Foto (c) Universal Pictures
Herr der Städte
In einer postapokalyptischen Welt ist London zu einer Monsterstadt geworden, die auf Rädern durch das einstige Europa walzt, um alles Ess- und anderweitig Verwertbare, was unterlegene Städte auf Rädern zu bieten haben, zu verschlingen und sich deren Einwohner untertan zu machen. Was klingt wie eine kranke, düstere „After-Brexit“- Fantasie, ist der leider stotternde Auftakt zu einem vierteiligen Film-Epos unter der Ägide von „Herr der Ringe“-Regisseur Peter Jackson. Sein langjähriger filmischer Weggefährte Christian Rivers, der 2006 einen Oscar für die Special Effects von Jacksons „King Kong“ erhielt und bei den umfangreichen Dreharbeiten zu „Der Hobbit“ auch schon mal inszenieren durfte, führte bei diesem Mammutprojekt zum ersten Mal durchgängig Regie.
Es beginnt ungewöhnlich und verheißungsvoll: Die Menschen haben wenig aus der Vergangenheit gelernt. Ein gnadenloser „60-Minuten-Krieg“, bei dem Quantenwaffen eingesetzt wurden, hat die Erde komplett verwüstet, eine „Mad Max“-artige Szenerie hinterlassen. Das kleine, mobile Städtchen Salthook – an Michael Bays „Transformers“ erinnernd – flieht vor London, einer imposanten Stadt mit St. Paul’s Cathedral auf der Spitze. Keine Frage: Christian Rivers, der bei Jackson als Storyboardzeichner begann und sich zum SFX-Experten hocharbeitete, versteht sein CGI-Handwerk.
London schluckt Salthook, verleibt sich seine Low-Tech-Raritäten und andere Ressourcen ein. Aus den Lautsprechern ertönt die Durchsage, Kinder würden bei der Eingliederung vorübergehend von ihren Eltern getrennt – natürlich muss man sofort an Trumps gnadenlose Null-Toleranz-Linie an der mexikanischen Grenze denken – doch der kritische Seitenhieb verpufft leider allzu rasch.
Einer der Einwohner der dominanten Metropole ist der Experte für die Technologie der „Damaligen“, Tom Natsworthy (der irische Nachwuchsdarsteller Robert Sheehan), der den renommierten Historiker Thaddeus Valentine (Hugo Weaving) verehrt.
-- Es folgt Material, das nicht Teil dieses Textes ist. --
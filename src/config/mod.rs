//! Configuration: user settings and deck files.
//!
//! Settings come from `config.toml` (see [`Settings`]); decks are JSON, YAML
//! or TOML files loaded with [`load_deck`].

mod deck;
mod path;
mod settings;

pub use deck::{DeckFormat, load_deck, load_deck_from_str};
pub use path::{PathResolver, home_dir, is_remote, resolve_path};
pub use settings::{ExportSettings, ServerSettings, Settings, TimingSettings};
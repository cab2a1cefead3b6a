use std::{path::Path, sync::Mutex};

use anyhow::{anyhow, Result};
use chrono::{DateTime, Local};

use crate::{
    aggregator::ProductState,
    config::System,
    logging::rotate::Rotate,
    sink::format_fields,
};

/// 定期把產品額度 (不含趨勢符號) 寫進紀錄檔
pub struct Record {
    rotate: Mutex<Rotate>,
}

impl Record {
    pub fn new<P: AsRef<Path>>(path: P, max_bytes: u64, backups: usize) -> Self {
        Record {
            rotate: Mutex::new(Rotate::with_options(path, max_bytes, backups)),
        }
    }

    pub fn from_system(system: &System) -> Self {
        Self::new(&system.log_path, system.log_max_bytes, system.log_backups)
    }

    /// 組出紀錄檔的一行，例如 `"2026-10-19 09:30:00,123  天利鑫B 1000000"`
    pub fn format_line(states: &[ProductState], width: usize, now: DateTime<Local>) -> String {
        let fields = format_fields(states, width, false);
        format!(
            "{}  {}\n",
            now.format("%Y-%m-%d %H:%M:%S,%3f"),
            fields.trim_end()
        )
    }

    pub fn write(&self, states: &[ProductState], width: usize, now: DateTime<Local>) -> Result<()> {
        let line = Self::format_line(states, width, now);
        let mut rotate = self
            .rotate
            .lock()
            .map_err(|why| anyhow!("Failed to lock the record log because {:?}", why))?;
        rotate.write_msg(line.as_bytes()).map_err(|why| {
            anyhow!("Failed to write {} because {:?}", rotate.path().display(), why)
        })?;
        rotate.flush();
        Ok(())
    }

    pub fn flush(&self) {
        if let Ok(mut rotate) = self.rotate.lock() {
            rotate.flush();
        }
    }
}

#[cfg(test)]
mod tests {
    use std::fs;

    use chrono::TimeZone;
    use rust_decimal_macros::dec;

    use super::*;
    use crate::{
        declare::Direction,
        sink::tests::{reading, state},
    };

    #[test]
    fn test_format_line_without_glyph() {
        let now = Local.with_ymd_and_hms(2026, 10, 19, 9, 30, 0).unwrap();
        let states = vec![
            state("1004", Some(reading("天利鑫B", dec!(120), Direction::Up))),
            state("1005", None),
            state("2301187111", Some(reading("天添盈增利1号", dec!(90), Direction::Down))),
        ];

        let line = Record::format_line(&states, 13, now);
        assert_eq!(
            line,
            "2026-10-19 09:30:00,000  天利鑫B 120          天添盈增利1号 90\n"
        );
        assert!(!line.contains('↑'));
        assert!(!line.contains('↓'));
    }

    #[test]
    fn test_write_appends_lines() {
        let dir = std::env::temp_dir().join(format!("quota_monitor_record_{}", std::process::id()));
        let _ = fs::remove_dir_all(&dir);
        let path = dir.join("Monitor.log");
        let record = Record::new(&path, 1024 * 1024, 10);
        let now = Local::now();
        let states = vec![state("1004", Some(reading("天利鑫B", dec!(1), Direction::Flat)))];

        record.write(&states, 13, now).unwrap();
        record.write(&states, 13, now).unwrap();

        let content = fs::read_to_string(&path).unwrap();
        assert_eq!(content.lines().count(), 2);
        assert!(content.lines().all(|l| l.ends_with("天利鑫B 1")));
        let _ = fs::remove_dir_all(&dir);
    }
}
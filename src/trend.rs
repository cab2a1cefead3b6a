//! 額度的趨勢標記。
//!
//! 每一筆讀數只跟同一個產品的上一筆讀數比較，第一筆 (或中斷後的第一筆) 一律視為持平。

use rust_decimal::Decimal;

use crate::{declare::Direction, error::TrendError};

/// 某個產品在某個時間點的讀數，建立後不可變
#[derive(Debug, Clone, PartialEq, Eq)]
pub struct ProductReading {
    /// 產品名稱，同時是比對時的身分
    pub label: String,
    /// 可用額度
    pub value: Decimal,
    /// 附加數值，例如預期收益率
    pub aux: Option<Decimal>,
    pub direction: Direction,
}

impl ProductReading {
    /// 附上收益率等附加數值
    pub fn with_aux(self, aux: Option<Decimal>) -> Self {
        ProductReading { aux, ..self }
    }

    /// 數值加上趨勢符號，例如 "1000000↑"
    pub fn marked_value(&self) -> String {
        format!("{}{}", self.value.normalize(), self.direction)
    }

    /// 不含趨勢符號的數值
    pub fn plain_value(&self) -> String {
        self.value.normalize().to_string()
    }
}

/// 依上一筆讀數計算新讀數的趨勢
///
/// # Errors
///
/// 上一筆讀數的 `label` 與 `label` 不同時回傳 [`TrendError::InvariantViolation`]。
pub fn mark(
    previous: Option<&ProductReading>,
    value: Decimal,
    label: &str,
) -> Result<ProductReading, TrendError> {
    let direction = match previous {
        None => Direction::Flat,
        Some(p) if p.label != label => {
            return Err(TrendError::InvariantViolation {
                previous: p.label.clone(),
                current: label.to_string(),
            })
        }
        Some(p) if value < p.value => Direction::Down,
        Some(p) if value > p.value => Direction::Up,
        Some(_) => Direction::Flat,
    };

    Ok(ProductReading {
        label: label.to_string(),
        value,
        aux: None,
        direction,
    })
}

#[cfg(test)]
mod tests {
    use rust_decimal_macros::dec;

    use super::*;

    fn directions(values: &[Decimal]) -> Vec<Direction> {
        let mut previous: Option<ProductReading> = None;
        let mut result = Vec::with_capacity(values.len());
        for v in values {
            let reading = mark(previous.as_ref(), *v, "如意鑫A").unwrap();
            result.push(reading.direction);
            previous = Some(reading);
        }
        result
    }

    #[test]
    fn test_first_observation_is_flat() {
        let reading = mark(None, dec!(1000000), "如意鑫A").unwrap();
        assert_eq!(reading.direction, Direction::Flat);
        assert_eq!(reading.label, "如意鑫A");
        assert_eq!(reading.value, dec!(1000000));
        assert!(reading.aux.is_none());
    }

    #[test]
    fn test_sequence() {
        assert_eq!(
            directions(&[dec!(100), dec!(90), dec!(90), dec!(120)]),
            vec![
                Direction::Flat,
                Direction::Down,
                Direction::Flat,
                Direction::Up
            ]
        );
    }

    #[test]
    fn test_direction_follows_immediate_predecessor() {
        let values = [
            dec!(5),
            dec!(7.5),
            dec!(7.50),
            dec!(3),
            dec!(3.01),
            dec!(0),
            dec!(1000000),
            dec!(999999.99),
        ];
        let result = directions(&values);
        assert_eq!(result[0], Direction::Flat);
        for i in 1..values.len() {
            let expected = if values[i] > values[i - 1] {
                Direction::Up
            } else if values[i] < values[i - 1] {
                Direction::Down
            } else {
                Direction::Flat
            };
            assert_eq!(result[i], expected, "index {}", i);
        }
    }

    #[test]
    fn test_mark_is_pure() {
        let previous = mark(None, dec!(100), "天利鑫B").unwrap();
        let first = mark(Some(&previous), dec!(90), "天利鑫B").unwrap();
        let second = mark(Some(&previous), dec!(90), "天利鑫B").unwrap();
        assert_eq!(first, second);
        assert_eq!(previous.value, dec!(100));
        assert_eq!(previous.direction, Direction::Flat);
    }

    #[test]
    fn test_label_mismatch() {
        let previous = mark(None, dec!(100), "天利鑫B").unwrap();
        let result = mark(Some(&previous), dec!(200), "如意鑫A");
        assert_eq!(
            result,
            Err(TrendError::InvariantViolation {
                previous: "天利鑫B".to_string(),
                current: "如意鑫A".to_string(),
            })
        );
    }

    #[test]
    fn test_marked_value() {
        let previous = mark(None, dec!(1000000.00), "如意鑫A").unwrap();
        assert_eq!(previous.marked_value(), "1000000→");
        assert_eq!(previous.plain_value(), "1000000");

        let reading = mark(Some(&previous), dec!(999.5), "如意鑫A")
            .unwrap()
            .with_aux(Some(dec!(3.25)));
        assert_eq!(reading.marked_value(), "999.5↓");
        assert_eq!(reading.aux, Some(dec!(3.25)));
    }
}
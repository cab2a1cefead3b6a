use anyhow::{anyhow, Result};
use rust_decimal::Decimal;
use scraper::{Html, Selector};

use crate::util::text;

/// Extracts the text value of an element selected by a given CSS selector.
///
/// Returns `None` when the selector is invalid or nothing matches.
///
/// # Examples
///
/// ```
/// let html = r#"<div class="rate"><span>3.25%</span></div>"#;
/// let document = Html::parse_fragment(html);
/// let text = parse_value(&document.root_element(), "div.rate > span");
/// assert_eq!(text, Some("3.25%".to_string()));
/// ```
pub fn parse_value(element: &scraper::ElementRef, css_selector: &str) -> Option<String> {
    match Selector::parse(css_selector) {
        Ok(s) => element
            .select(&s)
            .next()
            .map(|v| v.text().collect::<String>()),
        Err(_) => None,
    }
}

/// 在一段 HTML 內用 CSS selector 找出第一個節點並轉成 `Decimal`，例如收益率 "3.25%"
pub fn select_decimal(html: &str, css_selector: &str) -> Result<Decimal> {
    let document = Html::parse_document(html);
    Selector::parse(css_selector)
        .map_err(|why| anyhow!("Failed to Selector::parse because: {:?}", why))?;
    let value = parse_value(&document.root_element(), css_selector)
        .ok_or_else(|| anyhow!("The element({}) not found", css_selector))?;

    text::parse_decimal(value.trim(), None)
}

#[cfg(test)]
mod tests {
    use rust_decimal_macros::dec;

    use super::*;

    const FRAGMENT: &str = r#"
        <html><body>
            <div class="prd">
                <span class="name">天利鑫B</span>
                <span class="rate"> 3.25% </span>
            </div>
        </body></html>"#;

    #[test]
    fn test_select_decimal() {
        assert_eq!(
            select_decimal(FRAGMENT, "div.prd > span.rate").unwrap(),
            dec!(3.25)
        );
    }

    #[test]
    fn test_select_decimal_missing_or_invalid() {
        assert!(select_decimal(FRAGMENT, "span.limit").is_err());
        assert!(select_decimal(FRAGMENT, "span.name").is_err());
        assert!(select_decimal(FRAGMENT, "div[").is_err());
    }
}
Doch es dauert nicht lange, bis dieser sich als klischeehafter Bösewicht entpuppt. Als die durch eine Narbe auf dem Gesicht entstellte Hester Shaw (Hera Hilmar) versucht, Valentine zu töten, kann Tom das in letzter Minute verhindern. Doch nach einer recht eindrucksvollen Verfolgungsjagd durch die mahlenden Mühlen der gefräßigen Stadt erfährt Tom den Grund für den Mordanschlag: Thaddeus hat einst Hesters Mutter getötet.
Der gutherzige Tom schlägt sich fortan mit dem unnachgiebigen Racheengel Hester durch. Als sie auf der Flucht mit ihm einen eingeschweißten Kuchen teilt, dessen Verfallsdatum vor langer Zeit abgelaufen ist, kommt es zum einzig guten Witz in dem erschreckend humorlosen und insgesamt dialogschwachen Film.
Leider verpasst es Rivers, der es mit „Mortal Engines“ bereits in die Vorauswahl für die Oscarverleihung 2019 in der Kategorie Beste visuelle Effekte geschafft hat, Figuren, mit denen man in den zahlreichen Kämpfen mitfiebert, in Szene zu setzen. Junkie XL’s bombastischer Score macht die Sache leider nicht besser.
Als Thaddeus Shrike, eine Art bösartigen Terminator, halb Maschine, halb Zombie, auf Hesters Fährte setzt, stellt sich heraus, dass den ein wenig lächerlich wirkenden Shrike eine gemeinsame Vergangenheit mit dem Waisenkind verbindet. Eine Hintergrundgeschichte, die den Zuschauer vermutlich rühren soll, dies aber genauso wenig schafft, wie einem die Schicksale der anderen Helden zu Herzen gehen.